§ TASK ITEM
Repeat exactly, please, the opening lines of the data below, through and including the line where "as one loop" sits.

(Beginning of EXERCISE INPUTS)

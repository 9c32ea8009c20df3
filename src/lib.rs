// Pedantic lint configuration for the crate.
// Most of these are reasonable but too strict for this codebase:
// - cast_possible_truncation: Elapsed milliseconds and file sizes fit comfortably
// - missing_errors_doc: Error handling is self-evident from Result types
// - missing_panics_doc: Panics are rare and documented inline
// - items_after_statements: Output structs are clearer near their usage
// - too_many_lines: The per-file pipeline reads best as one loop
// - similar_names: Variable naming is contextually clear
// - option_if_let_else: if-let is often clearer
// - fn_params_excessive_bools: CLI flags are naturally boolean
// - trivially_copy_pass_by_ref: Minor optimization not worth churn
// - needless_pass_by_value: Sometimes clearer semantically
// - match_same_arms: Combined arms can reduce readability
// - single_match_else: match is clearer than if-let for pattern matching
// - unnecessary_wraps: Some functions always return Some for API consistency
// - match_wildcard_for_single_variants: Pattern clarity over enum exhaustiveness
// - manual_let_else: if-let with early return is often clearer in context
#![allow(
    clippy::cast_possible_truncation,
    clippy::missing_errors_doc,
    clippy::missing_panics_doc,
    clippy::items_after_statements,
    clippy::too_many_lines,
    clippy::similar_names,
    clippy::option_if_let_else,
    clippy::fn_params_excessive_bools,
    clippy::trivially_copy_pass_by_ref,
    clippy::needless_pass_by_value,
    clippy::match_same_arms,
    clippy::single_match_else,
    clippy::unnecessary_wraps,
    clippy::match_wildcard_for_single_variants,
    clippy::manual_let_else
)]

pub mod cli;
pub mod config;
pub mod error;
pub mod harvester;
pub mod ingest;
pub mod models;
pub mod store;

pub use harvester::{CancelFlag, Harvester, RepoReport, RunSummary};
use serde::Serialize;

/// One normalized file, as produced by the record builder.
///
/// Only files whose encoding was detected and whose text normalized
/// successfully become a `FileRecord`; repository-level metadata is added
/// by the harvester through [`CorpusLine`].
#[derive(Debug, Clone, PartialEq, Eq, Serialize)]
pub struct FileRecord {
    /// Base name including extension (`main.c`).
    pub name: String,
    /// Final suffix with its dot (`.c`), empty when there is none.
    pub ext: String,
    /// Repository-relative path (forward slashes).
    pub path: String,
    /// Raw byte length.
    pub size: u64,
    /// Detected source encoding label.
    pub source_encoding: String,
    /// Hex MD5 of the raw bytes.
    pub md5: String,
    /// Content decoded and normalized to the target encoding.
    pub text: String,
}

/// A serialized output row: repository metadata followed by the record.
#[derive(Debug, Serialize)]
pub struct CorpusLine<'a> {
    pub platform: &'a str,
    pub repo_name: &'a str,
    #[serde(flatten)]
    pub file: &'a FileRecord,
    #[serde(skip_serializing_if = "Option::is_none")]
    pub date: Option<&'a str>,
}

impl CorpusLine<'_> {
    /// Serialize as one JSON line (no trailing newline).
    pub fn to_json(&self) -> serde_json::Result<String> {
        serde_json::to_string(self)
    }
}
use std::path::{Path, PathBuf};

use serde::{Deserialize, Serialize};

use crate::error::{HarvestError, Result};

/// Default directory name for codeharvest state.
const STATE_DIR: &str = ".codeharvest";
/// Config filename.
const CONFIG_FILE: &str = "config.toml";
/// Directory holding one resume ledger per in-flight repository.
const RESUME_DIR: &str = "resume";
/// Decode diagnostics log filename.
const DECODE_LOG_FILE: &str = "decode-issues.log";

const MIB: u64 = 1024 * 1024;

/// Working-directory configuration: where state lives plus user settings.
#[derive(Debug, Clone)]
pub struct Config {
    /// Directory the tool was started in.
    pub work_dir: PathBuf,
    /// Path to the `.codeharvest/` directory.
    pub state_dir: PathBuf,
    /// Path to the config file.
    pub config_path: PathBuf,
    /// Directory of resume ledgers.
    pub resume_dir: PathBuf,
    /// Path to the decode diagnostics log.
    pub decode_log_path: PathBuf,
    /// User settings loaded from config.toml.
    pub settings: UserSettings,
}

/// User-configurable settings from .codeharvest/config.toml.
#[derive(Debug, Clone, Default, Serialize, Deserialize)]
#[serde(default)]
pub struct UserSettings {
    pub output: OutputSettings,
    pub normalize: NormalizeSettings,
    pub sources: SourceSettings,
    pub scan: ScanSettings,
    pub resume: ResumeSettings,
    pub workers: WorkerSettings,
    pub diagnostics: DiagnosticSettings,
}

/// Segment output settings.
#[derive(Debug, Clone, Serialize, Deserialize)]
#[serde(default)]
pub struct OutputSettings {
    /// Directory receiving `<prefix>.<N>.jsonl` segments.
    pub dir: Option<PathBuf>,
    /// Segment base name; the platform label when unset.
    pub segment_prefix: Option<String>,
    /// Rotate once a segment grows past this many MiB.
    pub max_segment_size_mb: u64,
    /// Attach a `date` (YYYYMMDD) field to every record.
    pub stamp_date: bool,
}

impl Default for OutputSettings {
    fn default() -> Self {
        Self {
            dir: None,
            segment_prefix: None,
            max_segment_size_mb: 500,
            stamp_date: false,
        }
    }
}

#[derive(Debug, Clone, Serialize, Deserialize)]
#[serde(default)]
pub struct NormalizeSettings {
    /// Encoding every record's text is validated against (WHATWG label).
    pub target_encoding: String,
}

impl Default for NormalizeSettings {
    fn default() -> Self {
        Self {
            target_encoding: "utf-8".into(),
        }
    }
}

/// How input sources are discovered and named.
#[derive(Debug, Clone, Serialize, Deserialize)]
#[serde(default)]
pub struct SourceSettings {
    pub kind: SourceKind,
    /// Platform label written into every record.
    pub platform: String,
    pub repo_name: RepoNameRule,
    /// Optional `owner/` prefix for repository names.
    pub owner: Option<String>,
    /// Remove the source archive/directory after a successful run.
    pub clean_sources: bool,
    /// Where archives are extracted; next to the archive when unset.
    pub extract_dir: Option<PathBuf>,
}

impl Default for SourceSettings {
    fn default() -> Self {
        Self {
            kind: SourceKind::Zip,
            platform: "github".into(),
            repo_name: RepoNameRule::RootName,
            owner: None,
            clean_sources: false,
            extract_dir: None,
        }
    }
}

#[derive(Debug, Clone, Default, Serialize, Deserialize)]
#[serde(default)]
pub struct ScanSettings {
    /// Substring patterns excluded from scanning (trailing `/` ignored).
    pub exclude_patterns: Vec<String>,
    /// Files larger than this are skipped (0 = unlimited).
    pub max_file_size_mb: u32,
}

#[derive(Debug, Clone, Default, Serialize, Deserialize)]
#[serde(default)]
pub struct ResumeSettings {
    pub key: LedgerKey,
}

#[derive(Debug, Clone, Default, Serialize, Deserialize)]
#[serde(default)]
pub struct WorkerSettings {
    /// Repositories processed concurrently (0 = one per core).
    pub threads: usize,
}

#[derive(Debug, Clone, Default, Serialize, Deserialize)]
#[serde(default)]
pub struct DiagnosticSettings {
    /// Custom log file path (relative to .codeharvest/).
    pub log_file: Option<String>,
}

/// Input layout.
#[derive(Debug, Clone, Copy, Default, PartialEq, Eq, Serialize, Deserialize, clap::ValueEnum)]
#[serde(rename_all = "kebab-case")]
pub enum SourceKind {
    /// Every `*.zip` under the input, recursively; one repository per archive.
    #[default]
    Zip,
    /// Every immediate subdirectory of the input is one repository.
    Dir,
}

/// Maps a file inside a repository to its logical repository name.
#[derive(Debug, Clone, Copy, Default, PartialEq, Eq, Serialize, Deserialize, clap::ValueEnum)]
#[serde(rename_all = "kebab-case")]
pub enum RepoNameRule {
    /// Archive stem or directory name.
    #[default]
    RootName,
    /// First path component below the extracted root.
    TopLevelEntry,
}

impl RepoNameRule {
    /// Resolve the repository name for one file.
    ///
    /// `root_name` is the archive stem or directory name. Files sitting
    /// directly in the root fall back to it under `TopLevelEntry`.
    #[must_use]
    pub fn resolve(self, root_name: &str, relative_path: &str, owner: Option<&str>) -> String {
        let base = match self {
            RepoNameRule::RootName => root_name,
            RepoNameRule::TopLevelEntry => match relative_path.split_once('/') {
                Some((first, _)) if !first.is_empty() => first,
                _ => root_name,
            },
        };
        match owner {
            Some(owner) if !owner.is_empty() => format!("{owner}/{base}"),
            _ => base.to_string(),
        }
    }
}

/// What identifies a file in the resume ledger.
#[derive(Debug, Clone, Copy, Default, PartialEq, Eq, Serialize, Deserialize, clap::ValueEnum)]
#[serde(rename_all = "kebab-case")]
pub enum LedgerKey {
    /// Repository name, relative path and content digest.
    #[default]
    Content,
    /// Absolute path of the extracted file.
    AbsolutePath,
}

/// Effective options for one harvesting run.
///
/// Built from [`UserSettings`] after CLI overrides; the harvester never
/// reads settings from anywhere else.
#[derive(Debug, Clone)]
pub struct HarvestOptions {
    pub output_dir: PathBuf,
    pub platform: String,
    pub segment_prefix: String,
    pub max_segment_bytes: u64,
    pub stamp_date: bool,
    pub target_encoding: String,
    pub source_kind: SourceKind,
    pub repo_name: RepoNameRule,
    pub owner: Option<String>,
    pub clean_sources: bool,
    pub extract_dir: Option<PathBuf>,
    pub exclude_patterns: Vec<String>,
    /// 0 = unlimited.
    pub max_file_size_bytes: u64,
    pub ledger_key: LedgerKey,
    pub threads: usize,
    pub resume_dir: PathBuf,
    pub decode_log_path: PathBuf,
}

impl HarvestOptions {
    /// Options with defaults, writing to `output_dir` and keeping state in `state_dir`.
    pub fn new(output_dir: impl Into<PathBuf>, state_dir: impl AsRef<Path>) -> Self {
        let state_dir = state_dir.as_ref();
        let settings = UserSettings::default();
        Self::from_settings(
            &settings,
            output_dir.into(),
            state_dir.join(RESUME_DIR),
            state_dir.join(DECODE_LOG_FILE),
        )
    }

    fn from_settings(
        settings: &UserSettings,
        output_dir: PathBuf,
        resume_dir: PathBuf,
        decode_log_path: PathBuf,
    ) -> Self {
        let platform = settings.sources.platform.clone();
        let segment_prefix = settings
            .output
            .segment_prefix
            .clone()
            .filter(|p| !p.is_empty())
            .unwrap_or_else(|| platform.clone());
        Self {
            output_dir,
            platform,
            segment_prefix,
            max_segment_bytes: settings.output.max_segment_size_mb.saturating_mul(MIB),
            stamp_date: settings.output.stamp_date,
            target_encoding: settings.normalize.target_encoding.clone(),
            source_kind: settings.sources.kind,
            repo_name: settings.sources.repo_name,
            owner: settings.sources.owner.clone(),
            clean_sources: settings.sources.clean_sources,
            extract_dir: settings.sources.extract_dir.clone(),
            exclude_patterns: settings.scan.exclude_patterns.clone(),
            max_file_size_bytes: u64::from(settings.scan.max_file_size_mb) * MIB,
            ledger_key: settings.resume.key,
            threads: settings.workers.threads,
            resume_dir,
            decode_log_path,
        }
    }
}

impl Config {
    /// Create config for a given working directory.
    pub fn new(work_dir: impl Into<PathBuf>) -> Self {
        let work_dir = work_dir.into();
        let state_dir = work_dir.join(STATE_DIR);
        let config_path = state_dir.join(CONFIG_FILE);
        let resume_dir = state_dir.join(RESUME_DIR);
        let decode_log_path = state_dir.join(DECODE_LOG_FILE);

        let settings = Self::load_settings(&config_path).unwrap_or_default();

        Self {
            work_dir,
            state_dir,
            config_path,
            resume_dir,
            decode_log_path,
            settings,
        }
    }

    /// Create config from the current working directory.
    pub fn from_cwd() -> Result<Self> {
        let cwd = std::env::current_dir()
            .map_err(|e| HarvestError::Config(format!("cannot get cwd: {e}")))?;
        Ok(Self::new(cwd))
    }

    /// Load settings from config.toml if it exists.
    fn load_settings(config_path: &Path) -> Option<UserSettings> {
        if !config_path.exists() {
            return None;
        }
        let content = std::fs::read_to_string(config_path).ok()?;
        match toml::from_str(&content) {
            Ok(settings) => Some(settings),
            Err(e) => {
                tracing::warn!("ignoring invalid {}: {e}", config_path.display());
                None
            }
        }
    }

    /// Save current settings to config.toml.
    pub fn save_settings(&self) -> Result<()> {
        self.ensure_state_dir()?;
        let content = toml::to_string_pretty(&self.settings)
            .map_err(|e| HarvestError::Config(format!("failed to serialize settings: {e}")))?;
        std::fs::write(&self.config_path, content)?;
        Ok(())
    }

    /// Ensure the `.codeharvest/` directory exists.
    pub fn ensure_state_dir(&self) -> Result<()> {
        std::fs::create_dir_all(&self.resume_dir)?;
        Ok(())
    }

    /// Get the effective decode diagnostics log path.
    #[must_use]
    pub fn get_decode_log_path(&self) -> PathBuf {
        if let Some(custom) = &self.settings.diagnostics.log_file {
            self.state_dir.join(custom)
        } else {
            self.decode_log_path.clone()
        }
    }

    /// Resolve the options for a run. The output directory must be set.
    pub fn harvest_options(&self) -> Result<HarvestOptions> {
        let output_dir = self
            .settings
            .output
            .dir
            .clone()
            .ok_or_else(|| HarvestError::Config("no output directory configured".into()))?;
        let max_segment_mb = self.settings.output.max_segment_size_mb;
        if max_segment_mb == 0 {
            return Err(HarvestError::Config(
                "max_segment_size_mb must be greater than zero".into(),
            ));
        }
        if max_segment_mb.checked_mul(MIB).is_none() {
            return Err(HarvestError::Config(format!(
                "max_segment_size_mb {max_segment_mb} is too large"
            )));
        }
        let output_dir = if output_dir.is_relative() {
            self.work_dir.join(output_dir)
        } else {
            output_dir
        };
        Ok(HarvestOptions::from_settings(
            &self.settings,
            output_dir,
            self.resume_dir.clone(),
            self.get_decode_log_path(),
        ))
    }
}
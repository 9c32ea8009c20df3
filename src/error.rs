use std::path::PathBuf;

use thiserror::Error;

#[derive(Error, Debug)]
pub enum HarvestError {
    #[error("io error: {0}")]
    Io(#[from] std::io::Error),

    #[error("json error: {0}")]
    Json(#[from] serde_json::Error),

    #[error("archive error: {0}")]
    Zip(#[from] zip::result::ZipError),

    #[error("repository root not found: {path}")]
    RootNotFound { path: String },

    #[error("file not found: {path}")]
    FileNotFound { path: String },

    #[error("unknown encoding label: {label}")]
    UnknownEncoding { label: String },

    #[error("segment write failed for {}: {source}", path.display())]
    Output {
        path: PathBuf,
        source: std::io::Error,
    },

    #[error("resume ledger write failed for {}: {source}", path.display())]
    Ledger {
        path: PathBuf,
        source: std::io::Error,
    },

    #[error("cancelled")]
    Cancelled,

    #[error("config error: {0}")]
    Config(String),

    #[error("{0}")]
    Other(String),
}

impl HarvestError {
    /// Errors that must stop the whole run rather than just one repository.
    ///
    /// Losing a record silently is worse than stopping, so any failure to
    /// persist output or resume state aborts.
    #[must_use]
    pub fn is_fatal(&self) -> bool {
        matches!(self, HarvestError::Output { .. } | HarvestError::Ledger { .. })
    }
}

pub type Result<T> = std::result::Result<T, HarvestError>;

#[cfg(test)]
mod tests {
    use super::*;

    #[test]
    fn write_failures_are_fatal() {
        let err = HarvestError::Output {
            path: PathBuf::from("out/github.0.jsonl"),
            source: std::io::Error::other("disk full"),
        };
        assert!(err.is_fatal());
        assert!(err.to_string().contains("github.0.jsonl"));
    }

    #[test]
    fn repository_errors_are_not_fatal() {
        let err = HarvestError::RootNotFound {
            path: "/tmp/missing".into(),
        };
        assert!(!err.is_fatal());
        assert!(!HarvestError::Cancelled.is_fatal());
    }
}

(End of EXERCISE INPUTS)

§ RESULT OF THE TASK
repository 9c32ea8009c20df3
filename src/lib.rs
// Pedantic lint configuration for the crate.
// Most of these are reasonable but too strict for this codebase:
// - cast_possible_truncation: Elapsed milliseconds and file sizes fit comfortably
// - missing_errors_doc: Error handling is self-evident from Result types
// - missing_panics_doc: Panics are rare and documented inline
// - items_after_statements: Output structs are clearer near their usage
// - too_many_lines: The per-file pipeline reads best as one loop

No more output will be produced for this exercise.